L'ÉGOTISTE (1862-1893)
Maurice Barrès est né à Charmes-sur-Moselle; il voit, à huit ans, l'invasion allemande, qui le frappe vivement.
Il
reçoit sa première éducation au collège religieux de La Malgrange, puis il entre au lycée de Nancy.
A vingt ans, il
quitte sa province natale pour venir faire son droit à Paris.
La littérature le passionne déjà : il fonde, en 1884, une
revue, Les Taches d'encre, dont l'existence fut éphémère; il se voue ensuite à une méditation orgueilleuse, d'où
naîtront ses premiers ouvrages, Sous l'oeil des Barbares (1888), Un Homme libre (1889), Le Jardin de Bérénice
(1891), réunis en une trilogie sous le titre collectif « Le Culte du Moi »; et enfin L'Ennemi des lois (1892).
Comme Stendhal, dont il a subi l'influence, le jeune Barrès rêve d'atteindre au bonheur en pratiquant un égoïsme
méthodique : « Le premier soin de celui qui veut vivre, c'est de s'entourer de hautes murailles.
» Plein de mépris
pour l'immense majorité des autres hommes, ces « barbares » qui ne sauraient comprendre les raffinements de son
expérience intérieure, il s'affranchit à leur égard de toute servitude et cultive par système les sensations rares ou
fortes qui répondent à son idéal de vie ardente : « Courons à la solitude! Soyons des nouveau-nés ! Dépouillés de
nos attitudes, oublieux de nos vanités et de tout ce qui n'est pas notre âme, véritables libérés, nous créerons une
atmosphère neuve où nous embellir par de sagaces expérimentations.
» (Un Homme libre.)
LE TRADITIONALISTE (1893-1923)
Barrès, pourtant, ne trouve pas une pleine satisfaction dans cette superbe solitude.

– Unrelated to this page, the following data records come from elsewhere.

//! Enumeration of cycle zero-hours and forecast lead hours for a cycling
//! forecast workflow.
//!
//! Every downloader and log scraper in this crate works through the same
//! request schedule: a range of forecast initialization times ("cycles") at a
//! fixed interval, each paired with the same ladder of forecast lead hours.
//! The enumeration here is pure; callers turn the resulting timestamps and
//! hour counts into URLs, directory names, or lookup keys themselves.

use chrono::{Duration, NaiveDate, NaiveDateTime};
use itertools::iproduct;
use thiserror::Error;

/// Invalid schedule parameters. Each variant names the offending parameter so
/// a bad configuration aborts loudly instead of producing a partial schedule.
#[derive(Debug, Clone, PartialEq, Eq, Error)]
pub enum ScheduleConfigError {
    #[error("end time {end} precedes start time {start}")]
    InvertedRange {
        start: NaiveDateTime,
        end: NaiveDateTime,
    },
    #[error("cycle interval must be non-negative, got {0} hours")]
    NegativeCycleInterval(i64),
    #[error("forecast interval must be positive, got 0 hours")]
    ZeroForecastInterval,
    #[error("forecast interval must be positive, got {0} hours")]
    NegativeForecastInterval(i64),
    #[error("max forecast hours must be non-negative, got {0}")]
    NegativeMaxForecast(i64),
    #[error("end date {end} precedes start date {start}")]
    InvertedDateRange { start: NaiveDate, end: NaiveDate },
    #[error("date window length must be positive, got {0} days")]
    NonPositiveWindow(i64),
    #[error("first hour of the day must be in 0..=23, got {0}")]
    StartHourOutOfRange(i64),
    #[error("hour interval must be positive, got {0}")]
    NonPositiveHourInterval(i64),
}

/// Validated parameters for one cycling schedule.
///
/// Construction is the only fallible step; every enumeration method on a
/// validated spec is infallible. Scripts build one of these from their
/// command line arguments and pass it down, rather than threading five loose
/// integers around.
#[derive(Debug, Clone, PartialEq, Eq)]
pub struct CycleSpec {
    start: NaiveDateTime,
    end: NaiveDateTime,
    cycle_interval: i64,
    forecast_interval: i64,
    max_forecast: i64,
}

impl CycleSpec {
    pub fn new(
        start: NaiveDateTime,
        end: NaiveDateTime,
        cycle_interval_hours: i64,
        forecast_interval_hours: i64,
        max_forecast_hours: i64,
    ) -> Result<Self, ScheduleConfigError> {
        check_cycle_range(start, end, cycle_interval_hours)?;
        check_leads(forecast_interval_hours, max_forecast_hours)?;

        Ok(CycleSpec {
            start,
            end,
            cycle_interval: cycle_interval_hours,
            forecast_interval: forecast_interval_hours,
            max_forecast: max_forecast_hours,
        })
    }

    pub fn start(&self) -> NaiveDateTime {
        self.start
    }

    pub fn end(&self) -> NaiveDateTime {
        self.end
    }

    /// The cycle zero-hours, earliest first.
    pub fn cycles(&self) -> Vec<NaiveDateTime> {
        cycle_points(self.start, self.end, self.cycle_interval)
    }

    /// The forecast lead hours, ascending from zero. The same ladder applies
    /// to every cycle.
    pub fn leads(&self) -> Vec<i64> {
        lead_points(self.forecast_interval, self.max_forecast)
    }

    /// The complete request schedule: every cycle paired with every lead,
    /// ordered by cycle then lead.
    pub fn requests(&self) -> Vec<(NaiveDateTime, i64)> {
        iproduct!(self.cycles(), self.leads()).collect()
    }
}

/// Enumerate forecast cycle zero-hours from `start` through `end` at
/// `cycle_interval_hours` spacing.
///
/// A zero interval or a zero-width range collapses to the single cycle
/// `[start]`. Otherwise the count of cycles is
/// `floor(hours_between(start, end) / interval) + 1`; when the range is not
/// an exact multiple of the interval the last cycle falls short of `end`,
/// never past it. Sub-hour residue in the range is discarded by the
/// truncating step count.
pub fn cycles(
    start: NaiveDateTime,
    end: NaiveDateTime,
    cycle_interval_hours: i64,
) -> Result<Vec<NaiveDateTime>, ScheduleConfigError> {
    check_cycle_range(start, end, cycle_interval_hours)?;
    Ok(cycle_points(start, end, cycle_interval_hours))
}

/// Enumerate forecast lead hours `0, f, 2f, ..., floor(m/f) * f`.
///
/// The lead values stay numeric; rendering them as two- or three-digit
/// zero-padded strings (the remote archives changed width over time) is the
/// caller's business, and both widths must come from the same value.
pub fn leads(
    forecast_interval_hours: i64,
    max_forecast_hours: i64,
) -> Result<Vec<i64>, ScheduleConfigError> {
    check_leads(forecast_interval_hours, max_forecast_hours)?;
    Ok(lead_points(forecast_interval_hours, max_forecast_hours))
}

/// Partition the inclusive date range `start..=end` into consecutive windows
/// of `window_days` days for combined-file retrievals.
///
/// The final window truncates at `end`, covering whatever remainder is left.
/// Windows are `(first_day, last_day)` inclusive pairs with no gaps and no
/// overlap.
pub fn date_windows(
    start: NaiveDate,
    end: NaiveDate,
    window_days: i64,
) -> Result<Vec<(NaiveDate, NaiveDate)>, ScheduleConfigError> {
    if end < start {
        return Err(ScheduleConfigError::InvertedDateRange { start, end });
    }
    if window_days <= 0 {
        return Err(ScheduleConfigError::NonPositiveWindow(window_days));
    }

    let span_days = (end - start).num_days() + 1;
    let mut windows = vec![];
    let mut offset = 0;

    loop {
        let first = start + Duration::days(offset);
        if offset + window_days >= span_days {
            // last window, truncated at the end of the range
            windows.push((first, end));
            break;
        }
        windows.push((first, first + Duration::days(window_days - 1)));
        offset += window_days;
    }

    Ok(windows)
}

/// Enumerate the valid hours within one day starting at `start_hour` with
/// `hour_interval` spacing, stopping before hour 24.
pub fn daily_hours(start_hour: i64, hour_interval: i64) -> Result<Vec<u32>, ScheduleConfigError> {
    if !(0..24).contains(&start_hour) {
        return Err(ScheduleConfigError::StartHourOutOfRange(start_hour));
    }
    if hour_interval <= 0 {
        return Err(ScheduleConfigError::NonPositiveHourInterval(hour_interval));
    }

    let mut hours = vec![];
    let mut hour = start_hour;
    while hour < 24 {
        hours.push(hour as u32);
        hour += hour_interval;
    }

    Ok(hours)
}

fn check_cycle_range(
    start: NaiveDateTime,
    end: NaiveDateTime,
    cycle_interval_hours: i64,
) -> Result<(), ScheduleConfigError> {
    if end < start {
        return Err(ScheduleConfigError::InvertedRange { start, end });
    }
    if cycle_interval_hours < 0 {
        return Err(ScheduleConfigError::NegativeCycleInterval(
            cycle_interval_hours,
        ));
    }
    Ok(())
}

fn check_leads(
    forecast_interval_hours: i64,
    max_forecast_hours: i64,
) -> Result<(), ScheduleConfigError> {
    if forecast_interval_hours == 0 {
        return Err(ScheduleConfigError::ZeroForecastInterval);
    }
    if forecast_interval_hours < 0 {
        return Err(ScheduleConfigError::NegativeForecastInterval(
            forecast_interval_hours,
        ));
    }
    if max_forecast_hours < 0 {
        return Err(ScheduleConfigError::NegativeMaxForecast(max_forecast_hours));
    }
    Ok(())
}

fn cycle_points(start: NaiveDateTime, end: NaiveDateTime, interval: i64) -> Vec<NaiveDateTime> {
    if interval == 0 || start == end {
        return vec![start];
    }

    let total_hours = (end - start).num_hours();
    let steps = total_hours / interval;

    (0..=steps)
        .map(|k| start + Duration::hours(k * interval))
        .collect()
}

fn lead_points(interval: i64, max: i64) -> Vec<i64> {
    let steps = max / interval;
    (0..=steps).map(|k| k * interval).collect()
}

#[cfg(test)]
mod tests {
    use super::*;

    fn dt(y: i32, mo: u32, d: u32, h: u32) -> NaiveDateTime {
        NaiveDate::from_ymd(y, mo, d).and_hms(h, 0, 0)
    }

    #[test]
    fn zero_width_range_yields_the_start_cycle_only() {
        let s = dt(2019, 2, 8, 0);
        for interval in &[0, 1, 6, 24, 1000] {
            assert_eq!(cycles(s, s, *interval).unwrap(), vec![s]);
        }
    }

    #[test]
    fn zero_interval_yields_the_start_cycle_only() {
        let s = dt(2019, 2, 8, 0);
        let e = dt(2019, 2, 15, 0);
        assert_eq!(cycles(s, e, 0).unwrap(), vec![s]);
    }

    #[test]
    fn cycle_count_is_floor_of_elapsed_over_interval_plus_one() {
        let s = dt(2022, 12, 23, 0);
        let e = dt(2022, 12, 27, 0); // 96 hours
        assert_eq!(cycles(s, e, 24).unwrap().len(), 5);
        assert_eq!(cycles(s, e, 6).unwrap().len(), 17);
        assert_eq!(cycles(s, e, 7).unwrap().len(), 14); // 96 / 7 = 13
    }

    #[test]
    fn cycles_stay_in_range_and_are_evenly_spaced() {
        let s = dt(2019, 2, 9, 0);
        let e = dt(2019, 2, 15, 0);
        let cyc = cycles(s, e, 6).unwrap();

        assert_eq!(*cyc.first().unwrap(), s);
        for c in &cyc {
            assert!(*c >= s && *c <= e);
        }
        for pair in cyc.windows(2) {
            assert_eq!(pair[1] - pair[0], Duration::hours(6));
        }
    }

    #[test]
    fn last_cycle_falls_short_when_range_is_not_a_multiple() {
        let s = dt(2019, 2, 8, 0);
        let e = dt(2019, 2, 8, 7);
        let cyc = cycles(s, e, 3).unwrap();
        assert_eq!(cyc, vec![s, dt(2019, 2, 8, 3), dt(2019, 2, 8, 6)]);
    }

    #[test]
    fn single_cycle_interval_spanning_one_step() {
        let cyc = cycles(dt(2019, 2, 8, 0), dt(2019, 2, 8, 6), 6).unwrap();
        assert_eq!(cyc, vec![dt(2019, 2, 8, 0), dt(2019, 2, 8, 6)]);
    }

    #[test]
    fn inverted_range_is_rejected() {
        let s = dt(2019, 2, 9, 0);
        let e = dt(2019, 2, 8, 0);
        match cycles(s, e, 6) {
            Err(ScheduleConfigError::InvertedRange { .. }) => {}
            other => panic!("expected inverted range error, got {:?}", other),
        }
    }

    #[test]
    fn negative_cycle_interval_is_rejected() {
        let s = dt(2019, 2, 8, 0);
        let e = dt(2019, 2, 9, 0);
        assert_eq!(
            cycles(s, e, -6),
            Err(ScheduleConfigError::NegativeCycleInterval(-6))
        );
    }

    #[test]
    fn leads_run_from_zero_to_the_last_whole_step() {
        assert_eq!(leads(6, 18).unwrap(), vec![0, 6, 12, 18]);
        assert_eq!(leads(3, 6).unwrap(), vec![0, 3, 6]);
        assert_eq!(leads(3, 120).unwrap().len(), 41);

        // max not a multiple of the interval: stop at the last whole step
        let l = leads(6, 20).unwrap();
        assert_eq!(l, vec![0, 6, 12, 18]);
    }

    #[test]
    fn lead_spacing_is_the_forecast_interval() {
        let l = leads(3, 120).unwrap();
        assert_eq!(*l.first().unwrap(), 0);
        assert_eq!(*l.last().unwrap(), 120);
        for pair in l.windows(2) {
            assert_eq!(pair[1] - pair[0], 3);
        }
    }

    #[test]
    fn max_forecast_below_interval_yields_the_analysis_hour_only() {
        assert_eq!(leads(6, 5).unwrap(), vec![0]);
        assert_eq!(leads(6, 0).unwrap(), vec![0]);
    }

    #[test]
    fn zero_forecast_interval_is_rejected_not_a_division_fault() {
        for max in &[0, 6, 120] {
            assert_eq!(leads(0, *max), Err(ScheduleConfigError::ZeroForecastInterval));
        }
    }

    #[test]
    fn negative_forecast_parameters_are_rejected() {
        assert_eq!(
            leads(-3, 12),
            Err(ScheduleConfigError::NegativeForecastInterval(-3))
        );
        assert_eq!(leads(3, -12), Err(ScheduleConfigError::NegativeMaxForecast(-12)));
    }

    #[test]
    fn enumeration_is_repeatable() {
        let s = dt(2019, 2, 8, 0);
        let e = dt(2019, 2, 15, 0);
        assert_eq!(cycles(s, e, 6).unwrap(), cycles(s, e, 6).unwrap());
        assert_eq!(leads(3, 120).unwrap(), leads(3, 120).unwrap());
    }

    #[test]
    fn lead_hours_render_at_both_archive_widths() {
        let rendered_2: Vec<String> = leads(3, 6)
            .unwrap()
            .iter()
            .map(|l| format!("{:02}", l))
            .collect();
        let rendered_3: Vec<String> = leads(3, 6)
            .unwrap()
            .iter()
            .map(|l| format!("{:03}", l))
            .collect();

        assert_eq!(rendered_2, vec!["00", "03", "06"]);
        assert_eq!(rendered_3, vec!["000", "003", "006"]);
    }

    #[test]
    fn three_digit_leads_are_not_truncated_by_two_digit_padding() {
        let l = leads(6, 384).unwrap();
        assert_eq!(format!("{:02}", l.last().unwrap()), "384");
        assert_eq!(format!("{:03}", l.last().unwrap()), "384");
    }

    #[test]
    fn requests_are_the_product_of_cycles_and_leads_cycle_major() {
        let spec = CycleSpec::new(dt(2019, 2, 8, 0), dt(2019, 2, 8, 6), 6, 3, 6).unwrap();
        let reqs = spec.requests();

        assert_eq!(
            reqs,
            vec![
                (dt(2019, 2, 8, 0), 0),
                (dt(2019, 2, 8, 0), 3),
                (dt(2019, 2, 8, 0), 6),
                (dt(2019, 2, 8, 6), 0),
                (dt(2019, 2, 8, 6), 3),
                (dt(2019, 2, 8, 6), 6),
            ]
        );
    }

    #[test]
    fn cycle_spec_validates_every_parameter() {
        let s = dt(2019, 2, 8, 0);
        let e = dt(2019, 2, 9, 0);
        assert!(CycleSpec::new(s, e, 6, 3, 120).is_ok());
        assert!(CycleSpec::new(e, s, 6, 3, 120).is_err());
        assert!(CycleSpec::new(s, e, -6, 3, 120).is_err());
        assert!(CycleSpec::new(s, e, 6, 0, 120).is_err());
        assert!(CycleSpec::new(s, e, 6, 3, -1).is_err());
    }

    fn day(y: i32, mo: u32, d: u32) -> NaiveDate {
        NaiveDate::from_ymd(y, mo, d)
    }

    #[test]
    fn date_windows_cover_the_range_without_gaps() {
        let w = date_windows(day(2019, 2, 1), day(2019, 2, 10), 4).unwrap();
        assert_eq!(
            w,
            vec![
                (day(2019, 2, 1), day(2019, 2, 4)),
                (day(2019, 2, 5), day(2019, 2, 8)),
                (day(2019, 2, 9), day(2019, 2, 10)),
            ]
        );
    }

    #[test]
    fn date_windows_exact_multiple_ends_on_a_full_window() {
        let w = date_windows(day(2019, 2, 1), day(2019, 2, 10), 5).unwrap();
        assert_eq!(
            w,
            vec![
                (day(2019, 2, 1), day(2019, 2, 5)),
                (day(2019, 2, 6), day(2019, 2, 10)),
            ]
        );
    }

    #[test]
    fn single_day_range_is_a_single_window() {
        let w = date_windows(day(2019, 2, 8), day(2019, 2, 8), 1).unwrap();
        assert_eq!(w, vec![(day(2019, 2, 8), day(2019, 2, 8))]);
    }

    #[test]
    fn date_window_parameters_are_validated() {
        assert!(date_windows(day(2019, 2, 9), day(2019, 2, 8), 1).is_err());
        assert_eq!(
            date_windows(day(2019, 2, 8), day(2019, 2, 9), 0),
            Err(ScheduleConfigError::NonPositiveWindow(0))
        );
    }

    #[test]
    fn daily_hours_stop_before_the_next_day() {
        assert_eq!(daily_hours(11, 1).unwrap(), (11..24).collect::<Vec<u32>>());
        assert_eq!(daily_hours(0, 6).unwrap(), vec![0, 6, 12, 18]);
        assert_eq!(daily_hours(23, 6).unwrap(), vec![23]);
    }

    #[test]
    fn daily_hour_parameters_are_validated() {
        assert_eq!(
            daily_hours(24, 1),
            Err(ScheduleConfigError::StartHourOutOfRange(24))
        );
        assert_eq!(
            daily_hours(0, 0),
            Err(ScheduleConfigError::NonPositiveHourInterval(0))
        );
    }
}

Les événements politiques le
sollicitent.
En 1889, déjà, il s'est associé au mouvement boulangiste et il a rempli un mandat de député.
Le scandale
de Panama, l'affaire Dreyfus l'entraînent à fixer sa position idéologique : il dénonce la corruption du Parlement et
contribue à organiser la Ligue de la Patrie française, où se groupent les adversaires du dreyfusisme.
Élu député de
Paris en 1906, il siégera jusqu'à sa mort sur les bancs de la droite.
Son oeuvre littéraire reflète cette orientation nouvelle : Barrès s'avise que le Moi n'est pas une plante de serre,
mais un arbre fortement enraciné dans le sol natal.
Il proclame que tout homme est le prolongement de sa race et
cherche des raisons de vivre dans la fidélité aux traditions familiales, provinciales, patriotiques, religieuses.
Malheur
à ceux qui se laissent transplanter : telle est la thèse développée et illustrée dans Les Déracinés (1897), qui
constituent le premier élément d'une nouvelle trilogie intitulée « Le Roman de l'Énergie nationale ».
Ce roman se
poursuit dans L'Appel au soldat (1900) et s'achève en pamphlet dans Leurs Figures (1902), où les « panamistes »
sont campés avec un relief féroce.
Le nationalisme de Barrès s'exprime encore dans Au Service de l'Allemagne
(1905), dans Colette Baudoche (1909), qui montrent la résistance de l'Alsace et de la Lorraine à la conquête
germanique.
En même temps, Barrès se fait le champion du catholicisme et enseigne, dans La Colline inspirée
(1913), que la foi religieuse doit se soumettre à une discipline sévère.
Pendant la guerre, qu'il a appelée de ses
voeux, il s'emploie à soutenir, par sa plume, le moral du pays.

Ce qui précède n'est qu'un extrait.